Cambodians passing on their property to relatives will no longer have to pay the requisite registration tax, the government announced on Sunday during the ruling CPP’s annual party congress.
The directive, signed by Prime Minister Hun Sen, was posted to both the the premier’s personal Facebook page and the website of the Finance Ministry’s general taxation department.
Transferred property is typically subject to a tax of 4 percent of its assessed value minus eligible exemptions. The directive states that transfers between spouses, parents and children, or grandparents and grandchildren, will no longer require this tax, effective immediately.
Officials at the Finance Ministry and the taxation department could not be reached for comment.
CPP spokesman Sok Eysan said the decision was made during the party congress to benefit all citizens, not just the wealthiest.
“It’s a very good policy that will benefit a lot of Cambodians,” he said. “The more than 15 million people who make up the population, including the rich and the poor, will benefit from it because both rich and poor have inheritance for their children and grandchildren.”

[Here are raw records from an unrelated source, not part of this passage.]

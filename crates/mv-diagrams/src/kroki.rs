//! Diagram rendering via a Kroki server.
//!
//! Notation is posted to `{server_url}/mermaid/svg` and the SVG body is
//! returned as markup. Requests are blocking `ureq` calls moved onto the
//! runtime's blocking pool.

use std::sync::LazyLock;
use std::time::Duration;

use regex::{Captures, Regex};
use ureq::Agent;

use crate::consts::DEFAULT_TIMEOUT;
use crate::library::{DiagramLibrary, LibraryError, LibraryOptions};
use crate::theme::Theme;

/// Header carrying the Mermaid theme as a Kroki diagram option.
const THEME_HEADER: &str = "Kroki-Diagram-Options-theme";

/// Opening `<svg>` tag.
static SVG_OPEN_TAG: LazyLock<Regex> =
    LazyLock::new(|| Regex::new(r"<svg\b[^>]*>").expect("valid regex"));

/// `id` attribute inside a tag.
static ID_ATTRIBUTE: LazyLock<Regex> =
    LazyLock::new(|| Regex::new(r#"\sid="([^"]*)""#).expect("valid regex"));

/// Kroki-backed [`DiagramLibrary`].
#[derive(Debug, Clone)]
pub struct KrokiLibrary {
    server_url: String,
    agent: Agent,
    theme: Theme,
}

impl KrokiLibrary {
    /// Create a library using the default 30 second timeout.
    pub fn new(server_url: impl Into<String>) -> Self {
        Self::with_timeout(server_url, DEFAULT_TIMEOUT)
    }

    /// Create a library with an explicit HTTP timeout.
    pub fn with_timeout(server_url: impl Into<String>, timeout: Duration) -> Self {
        let server_url = server_url.into().trim_end_matches('/').to_owned();
        Self {
            server_url,
            agent: create_agent(timeout),
            theme: Theme::Default,
        }
    }

    /// Kroki server URL without a trailing slash.
    #[must_use]
    pub fn server_url(&self) -> &str {
        &self.server_url
    }

    fn endpoint(&self) -> String {
        format!("{}/mermaid/svg", self.server_url)
    }

    async fn request(&self, text: &str) -> Result<String, LibraryError> {
        let agent = self.agent.clone();
        let url = self.endpoint();
        let theme = self.theme;
        let source = text.to_owned();

        tokio::task::spawn_blocking(move || send_diagram_request(&agent, &url, theme, &source))
            .await
            .map_err(|e| LibraryError::new(format!("render task failed: {e}")))?
    }
}

/// Create HTTP agent that reports error statuses as responses.
fn create_agent(timeout: Duration) -> Agent {
    Agent::config_builder()
        .timeout_global(Some(timeout))
        .http_status_as_error(false)
        .build()
        .into()
}

/// Send notation to Kroki and return the SVG body.
///
/// Error statuses carry the response body, which holds Kroki's parse error.
fn send_diagram_request(
    agent: &Agent,
    url: &str,
    theme: Theme,
    source: &str,
) -> Result<String, LibraryError> {
    let response = agent
        .post(url)
        .header("Content-Type", "text/plain")
        .header(THEME_HEADER, theme.as_str())
        .send(source.as_bytes())
        .map_err(|e| LibraryError::new(format!("HTTP error: {e}")))?;

    let status = response.status().as_u16();
    let mut body = response.into_body();

    if status >= 400 {
        let error_body = body
            .read_to_string()
            .unwrap_or_else(|_| String::from("(unable to read error body)"));
        return Err(LibraryError::new(format!(
            "HTTP {status}: {}",
            error_body.trim()
        )));
    }

    body.read_to_string()
        .map_err(|e| LibraryError::new(format!("I/O error: {e}")))
}

/// Rename the root SVG id, and every id or `#` reference derived from it, to `id`.
///
/// Scoped `<style>` rules and `url(#...)` references follow the rename. An
/// SVG without a root id gets `id` added.
fn namespace_svg(svg: &str, id: &str) -> String {
    let Some(tag) = SVG_OPEN_TAG.find(svg) else {
        return svg.to_owned();
    };
    let old = ID_ATTRIBUTE
        .captures(tag.as_str())
        .and_then(|caps| caps.get(1))
        .map(|m| m.as_str())
        .filter(|old| !old.is_empty());
    let Some(old) = old else {
        let (head, tail) = svg.split_at(tag.start() + "<svg".len());
        return format!(r#"{head} id="{id}"{tail}"#);
    };
    if old == id {
        return svg.to_owned();
    }

    let Ok(references) = Regex::new(&format!(r#"(\bid="|#){}"#, regex::escape(old))) else {
        return svg.to_owned();
    };
    references
        .replace_all(svg, |caps: &Captures| format!("{}{id}", &caps[1]))
        .into_owned()
}

impl DiagramLibrary for KrokiLibrary {
    /// Kroki sanitizes on its own; only the theme carries over.
    fn initialize(&mut self, options: &LibraryOptions) {
        self.theme = options.theme;
    }

    async fn render(&self, id: &str, text: &str) -> Result<String, LibraryError> {
        tracing::debug!(%id, url = %self.endpoint(), "Requesting diagram from Kroki");
        let svg = self.request(text).await?;
        Ok(namespace_svg(&svg, id))
    }

    async fn parse(&self, text: &str) -> Result<(), LibraryError> {
        self.request(text).await.map(|_| ())
    }
}

#[cfg(test)]
mod tests {
    use super::*;
    use pretty_assertions::assert_eq;

    #[test]
    fn test_endpoint_strips_trailing_slash() {
        let library = KrokiLibrary::new("https://kroki.example.com/");
        assert_eq!(library.server_url(), "https://kroki.example.com");
        assert_eq!(library.endpoint(), "https://kroki.example.com/mermaid/svg");
    }

    #[test]
    fn test_initialize_sets_theme() {
        let mut library = KrokiLibrary::new("https://kroki.io");
        library.initialize(&LibraryOptions::for_theme(Theme::Dark));
        assert_eq!(library.theme, Theme::Dark);
    }

    const KROKI_SVG: &str = concat!(
        r#"<svg aria-roledescription="flowchart-v2" id="my-svg" width="100%" xmlns="http://www.w3.org/2000/svg">"#,
        "<style>#my-svg{fill:#333;}#my-svg .edge{stroke:#333;}</style>",
        r#"<defs><marker id="my-svg_flowchart-pointEnd"/></defs>"#,
        r#"<path marker-end="url(#my-svg_flowchart-pointEnd)"/>"#,
        "<text>my-svg</text></svg>"
    );

    #[test]
    fn test_namespace_svg_rewrites_root_id_and_references() {
        let svg = namespace_svg(KROKI_SVG, "mermaid-diagram-1");
        assert_eq!(
            svg,
            concat!(
                r#"<svg aria-roledescription="flowchart-v2" id="mermaid-diagram-1" width="100%" xmlns="http://www.w3.org/2000/svg">"#,
                "<style>#mermaid-diagram-1{fill:#333;}#mermaid-diagram-1 .edge{stroke:#333;}</style>",
                r#"<defs><marker id="mermaid-diagram-1_flowchart-pointEnd"/></defs>"#,
                r#"<path marker-end="url(#mermaid-diagram-1_flowchart-pointEnd)"/>"#,
                "<text>my-svg</text></svg>"
            )
        );
    }

    #[test]
    fn test_namespace_svg_gives_each_render_distinct_ids() {
        let first = namespace_svg(KROKI_SVG, "mermaid-diagram-1");
        let second = namespace_svg(KROKI_SVG, "mermaid-diagram-2");
        assert_ne!(first, second);
        assert!(!first.contains("mermaid-diagram-2"));
        assert!(!second.contains("mermaid-diagram-1"));
        assert!(!first.contains(r#"id="my-svg"#));
        assert!(!second.contains("#my-svg"));
    }

    #[test]
    fn test_namespace_svg_adds_missing_root_id() {
        let svg = namespace_svg(r#"<?xml version="1.0"?><svg width="10"><g/></svg>"#, "mermaid-diagram-3");
        assert_eq!(svg, r#"<?xml version="1.0"?><svg id="mermaid-diagram-3" width="10"><g/></svg>"#);
        assert_eq!(namespace_svg("not svg", "mermaid-diagram-4"), "not svg");
    }

    #[tokio::test]
    async fn test_unreachable_server_is_library_error() {
        let library = KrokiLibrary::with_timeout("http://127.0.0.1:1", Duration::from_secs(2));
        let err = library.render("mermaid-diagram-1", "graph TD").await.unwrap_err();
        assert!(err.message().starts_with("HTTP error"), "{}", err.message());
        assert!(library.parse("graph TD").await.is_err());
    }
}
//! `mv check` command implementation.

use std::path::PathBuf;
use std::time::Duration;

use clap::Args;
use mv_config::domain_from_url;
use mv_diagrams::{KrokiLibrary, RendererAdapter, extract_notation, find_candidates};
use mv_dom::Selector;

use super::{load_settings, read_page};
use crate::error::CliError;
use crate::output::{Output, block_count};

/// Arguments for the check command.
#[derive(Args)]
pub(crate) struct CheckArgs {
    /// XHTML page to check.
    input: PathBuf,

    /// Address the page was loaded from, used to pick the domain configuration.
    #[arg(short, long)]
    url: Option<String>,

    /// Path to settings file (default: auto-discover mv.toml).
    #[arg(short, long)]
    config: Option<PathBuf>,

    /// Kroki server URL for diagram validation (overrides settings).
    #[arg(long, env = "MV_KROKI_URL")]
    kroki_url: Option<String>,

    /// Enable verbose output.
    #[arg(short, long)]
    pub verbose: bool,
}

impl CheckArgs {
    /// Execute the check command.
    ///
    /// # Errors
    ///
    /// Returns an error if loading fails or any block does not parse.
    pub(crate) async fn execute(self) -> Result<(), CliError> {
        let output = Output::new();

        let settings = load_settings(self.config.as_deref(), self.kroki_url)?;
        let doc = read_page(&self.input)?;
        let domain = self.url.as_deref().map(domain_from_url).unwrap_or_default();
        let config = settings.domain_config(&domain);
        let selector =
            Selector::parse(&config.selector).map_err(|e| CliError::Validation(e.to_string()))?;

        let mut renderer = RendererAdapter::new(KrokiLibrary::with_timeout(
            settings.renderer.kroki_url.clone(),
            Duration::from_secs(settings.renderer.timeout_secs),
        ));
        renderer.initialize(&doc);

        let blocks = find_candidates(&doc, &selector);
        output.heading(&format!(
            "Found {} matching '{selector}'",
            block_count(blocks.len())
        ));

        let mut failed = 0;
        for (index, &block) in blocks.iter().enumerate() {
            let notation = extract_notation(&doc, block);
            let kind = notation.split_whitespace().next().unwrap_or_default();
            match renderer.parse(&notation).await {
                Ok(()) => output.block_result(index, kind, None),
                Err(e) => {
                    failed += 1;
                    output.block_result(index, kind, Some(e.message()));
                }
            }
        }

        if failed > 0 {
            return Err(CliError::Validation(format!(
                "{failed} of {} failed to parse",
                block_count(blocks.len())
            )));
        }
        Ok(())
    }
}
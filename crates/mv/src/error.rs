//! CLI error types.

use mv_config::ConfigError;
use mv_dom::ParseError;
use mv_page::PageError;

/// CLI error type.
#[derive(Debug, thiserror::Error)]
pub(crate) enum CliError {
    #[error("{0}")]
    Config(#[from] ConfigError),

    #[error("{0}")]
    Io(#[from] std::io::Error),

    #[error("invalid page markup: {0}")]
    Parse(#[from] ParseError),

    #[error("{0}")]
    Page(#[from] PageError),

    #[error("{0}")]
    Validation(String),
}
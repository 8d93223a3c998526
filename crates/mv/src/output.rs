//! Colored terminal output for command progress and block reports.

use console::{Style, Term};

/// Terminal output formatter writing to stderr.
///
/// Stdout is reserved for the processed page.
pub(crate) struct Output {
    term: Term,
    green: Style,
    yellow: Style,
    red: Style,
    cyan_bold: Style,
}

impl Output {
    #[must_use]
    pub(crate) fn new() -> Self {
        Self {
            term: Term::stderr(),
            green: Style::new().green(),
            yellow: Style::new().yellow(),
            red: Style::new().red(),
            cyan_bold: Style::new().cyan().bold(),
        }
    }

    pub(crate) fn info(&self, msg: &str) {
        let _ = self.term.write_line(msg);
    }

    /// Print a success message (green).
    pub(crate) fn success(&self, msg: &str) {
        self.styled(&self.green, msg);
    }

    /// Print a warning message (yellow).
    pub(crate) fn warning(&self, msg: &str) {
        self.styled(&self.yellow, msg);
    }

    /// Print an error message (red).
    pub(crate) fn error(&self, msg: &str) {
        self.styled(&self.red, msg);
    }

    /// Print a heading (cyan bold).
    pub(crate) fn heading(&self, msg: &str) {
        self.styled(&self.cyan_bold, msg);
    }

    /// Print the check result of one block, numbered from 1.
    pub(crate) fn block_result(&self, index: usize, kind: &str, error: Option<&str>) {
        let line = block_line(index, kind, error);
        match error {
            None => self.success(&line),
            Some(_) => self.error(&line),
        }
    }

    fn styled(&self, style: &Style, msg: &str) {
        let _ = self.term.write_line(&style.apply_to(msg).to_string());
    }
}

/// `1 Mermaid block`, `3 Mermaid blocks`.
pub(crate) fn block_count(count: usize) -> String {
    if count == 1 {
        "1 Mermaid block".to_owned()
    } else {
        format!("{count} Mermaid blocks")
    }
}

fn block_line(index: usize, kind: &str, error: Option<&str>) -> String {
    let kind = if kind.is_empty() { "(empty)" } else { kind };
    format!("  [{}] {kind}: {}", index + 1, error.unwrap_or("ok"))
}

#[cfg(test)]
mod tests {
    use super::*;
    use pretty_assertions::assert_eq;

    #[test]
    fn test_block_count() {
        assert_eq!(block_count(0), "0 Mermaid blocks");
        assert_eq!(block_count(1), "1 Mermaid block");
        assert_eq!(block_count(3), "3 Mermaid blocks");
    }

    #[test]
    fn test_block_line() {
        assert_eq!(block_line(0, "graph", None), "  [1] graph: ok");
        assert_eq!(
            block_line(2, "pie", Some("HTTP 400: Syntax error")),
            "  [3] pie: HTTP 400: Syntax error"
        );
        assert_eq!(block_line(1, "", None), "  [2] (empty): ok");
    }
}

The government did not announce how much revenue it would be abandoning due to the new exemption. Development partners regularly urge the government to increase its tax revenue as a share of its gross domestic product in order to wean itself off of foreign aid and loans.
Pin Ratana, a civil servant living in Phnom Penh, welcomed the decision.
He said he had been unable to take ownership of an apartment from his father because he could not afford the tax, declining to specify the amount.
“I’m really happy to hear that Samdech Prime Minister decided to eliminate the registration tax for transferring property ownership because it will benefit everyone,” he said. “For many years, I could not afford to pay the registration tax to transfer an apartment in Phnom Penh’s Meanchey district from my father to me.”
In a separate post to his Facebook page on Sunday, Mr. Hun Sen also announced plans to lower electricity prices for the most modest users. As of April 2017, he said, those using 50 kilowatt-hours per month or less would be charged only 610 riel per kwh.